Known today as the President Apartments, the building at 310 Myrtle Street was once the President Hotel, providing the most luxurious lodgings of its era for Skagit Valley visitors. As it was back then, it is the tallest building in downtown Mount Vernon, and is also included on the National Register of Historic Places.
From the Ashes
The President Hotel began its life after the fiery demise of another well-regarded hotel on the same site. In 1909, the Hotel Windsor was constructed as a three-story brick building with 50 guest rooms, a lobby, office, dining room, and bar. One of six downtown hotels at its opening, it was considered one of the best hotels north of Seattle. In 1922, two additional stories, providing another 50 guest rooms, were added, and the Windsor continued to be a successful business.

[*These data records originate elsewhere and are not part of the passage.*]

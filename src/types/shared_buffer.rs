use tracing::trace;

use crate::error::SimulationError;
use crate::sync::{AtomicBool, Mutex, MutexGuard, Ordering, Semaphore};
use crate::types::bounded_buffer::{BoundedBuffer, BufferView};
use crate::types::state::Role;
use crate::types::Item;

/// Everything producers and consumers share, handed to each worker in an `Arc`.
///
/// `empty_slots` and `full_slots` count capacity; the mutex only serializes
/// index updates and is never held while waiting on either semaphore or
/// while sleeping. The `full`/`empty` counters live inside the buffer, so
/// they are covered by the same lock.
pub struct SharedBuffer {
    empty_slots: Semaphore,
    full_slots: Semaphore,
    buffer: Mutex<BoundedBuffer<Item>>,
    running: AtomicBool,
    trace_slots: bool,
}

/// Counters read by the coordinator once the workers are gone.
#[derive(Copy, Clone, Debug, PartialEq, Eq)]
pub struct BufferTotals {
    pub occupancy: usize,
    pub times_full: u64,
    pub times_empty: u64,
}

impl SharedBuffer {
    /// `trace_slots` copies the whole ring into every returned view, for verbose output.
    pub fn new(capacity: usize, trace_slots: bool) -> Result<Self, SimulationError> {
        let buffer = BoundedBuffer::new(capacity)?;
        let usable = buffer.usable_capacity() as isize;
        Ok(Self {
            empty_slots: Semaphore::new(usable),
            full_slots: Semaphore::new(0),
            buffer: Mutex::new(buffer),
            running: AtomicBool::new(true),
            trace_slots,
        })
    }

    fn lock(&self) -> Result<MutexGuard<'_, BoundedBuffer<Item>>, SimulationError> {
        self.buffer
            .lock()
            .map_err(|_| SimulationError::Poisoned("buffer"))
    }

    /// Waits for a free slot, then stores `item`.
    ///
    /// `None` means the ring was full anyway, which only happens on a permit
    /// posted at shutdown. That permit is swallowed and `full_slots` is left
    /// alone.
    pub fn insert(&self, item: Item) -> Result<Option<BufferView<Item>>, SimulationError> {
        self.empty_slots.acquire();
        let view = {
            let mut buffer = self.lock()?;
            if buffer.try_insert(item) {
                Some(buffer.view(self.trace_slots))
            } else {
                None
            }
        };
        match view {
            Some(_) => self.full_slots.release(),
            None => trace!(item, "buffer full, item dropped"),
        }
        Ok(view)
    }

    /// Waits for a stored item, then takes it. Mirror image of `insert`.
    pub fn remove(&self) -> Result<Option<(Item, BufferView<Item>)>, SimulationError> {
        self.full_slots.acquire();
        let removed = {
            let mut buffer = self.lock()?;
            buffer
                .try_remove()
                .map(|item| (item, buffer.view(self.trace_slots)))
        };
        match removed {
            Some(_) => self.empty_slots.release(),
            None => trace!("buffer empty, nothing removed"),
        }
        Ok(removed)
    }

    pub fn is_running(&self) -> bool {
        self.running.load(Ordering::Acquire)
    }

    /// Clears the run flag and posts one permit per worker on the semaphore
    /// that role waits on, so nobody stays parked even when the other role
    /// has no threads at all.
    pub fn stop(&self, producers: usize, consumers: usize) {
        self.running.store(false, Ordering::Release);
        for _ in 0..producers {
            self.empty_slots.release();
        }
        for _ in 0..consumers {
            self.full_slots.release();
        }
    }

    /// Posts both semaphores once. Issued by every worker on its way out.
    pub fn courtesy_signal(&self, role: Role) {
        match role {
            Role::Producer => {
                self.full_slots.release();
                self.empty_slots.release();
            }
            Role::Consumer => {
                self.empty_slots.release();
                self.full_slots.release();
            }
        }
    }

    pub fn totals(&self) -> Result<BufferTotals, SimulationError> {
        let buffer = self.lock()?;
        Ok(BufferTotals {
            occupancy: buffer.occupancy(),
            times_full: buffer.times_full(),
            times_empty: buffer.times_empty(),
        })
    }
}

But on the morning of March 23, 1926, with 117 guests in the hotel, a fire began in the basement of the elevator shaft. The fire spread, and fire departments from five additional communities – and as far away as Bellingham – were called in to help. The hotel was successfully evacuated, and around four hours after it started, the fire was out. But the damage was done. The hotel’s roof and several walls had collapsed, and the interior was completely destroyed by both fire and water damage.
But within a week of the fire, plans were made to construct a new five-story hotel to replace the Windsor as soon as possible. Contractors Worth Alexander and Thomas D. MacNeil constructed the new building, designed by Bellingham architect Thornton F. Doan. Having seen the fire while visiting Mount Vernon, Doan –who also designed the Skagit County Courthouse – offered to work for free. The new design incorporated portions of the old hotel’s remaining north and west walls, and after nine months of construction at a cost of $200,000 ($2.89 million today), the building was complete.
On January 8, 1927, the newly-named President Hotel reopened with a dinner and dance attended by about 175 people. The Mount Vernon Daily Herald described the new hotel’s interior as Italian and Spanish in design, a Mediterranean Revival style that was popular at the time. The hotel lobby featured overstuffed davenport sofas and luxurious rugs, while the dining room had frescoed ceiling beams and ornamented columns. First floor retail shops included a coffee shop, beauty parlor, barbershop, and cigar stand. The building’s exterior was clad in cream-painted brick, featuring subtle elements of colonial revival architecture, popular in the late 19th and early 20th Century.
Jo Wolfe, director of the Skagit County Historical Museum, says old photos of the hotel interior show just how upscale it was for its time. “It surprised me how ornate and elegant it was for the area,” she says. “It was a posh place.”
The building was also home to the Mount Vernon National Bank, which merged with Skagit National Bank prior to the 1929 stock market crash and became Skagit National Bank of Mount Vernon. The bank space was undamaged in the 1926 fire, thanks to a heavy firewall and concrete ceiling. It re-opened soon after the fire, continuing as a bank through 1948. The President Hotel was considered the best hotel in Mount Vernon through the 1920s and 30s, but by 1948, the number of fine hotels was diminishing downtown.
Sometime during the 1950s, the hotel’s rooms were converted to apartments. The bank space became a jewelry store. From then on, it continued as an apartment building with first floor retail space, changing ownership several times. In 1995, the Housing Authority of Skagit County became the owner, and continues in that role to this day.
The President Hotel Today
Today, the building has nearly 40 apartments for low and medium-income residents, with retail space on the first floor. According to their website, the HASC has plans to further renovate the building in the future.
Like any historical structure, Wolfe says preserving the President Hotel building is important because it allows another piece of the area’s history to be told for future generations. “That’s how we remember the past,” she says. “By continuing to tell the stories of our buildings and places, and the events that have happened here in Skagit County.”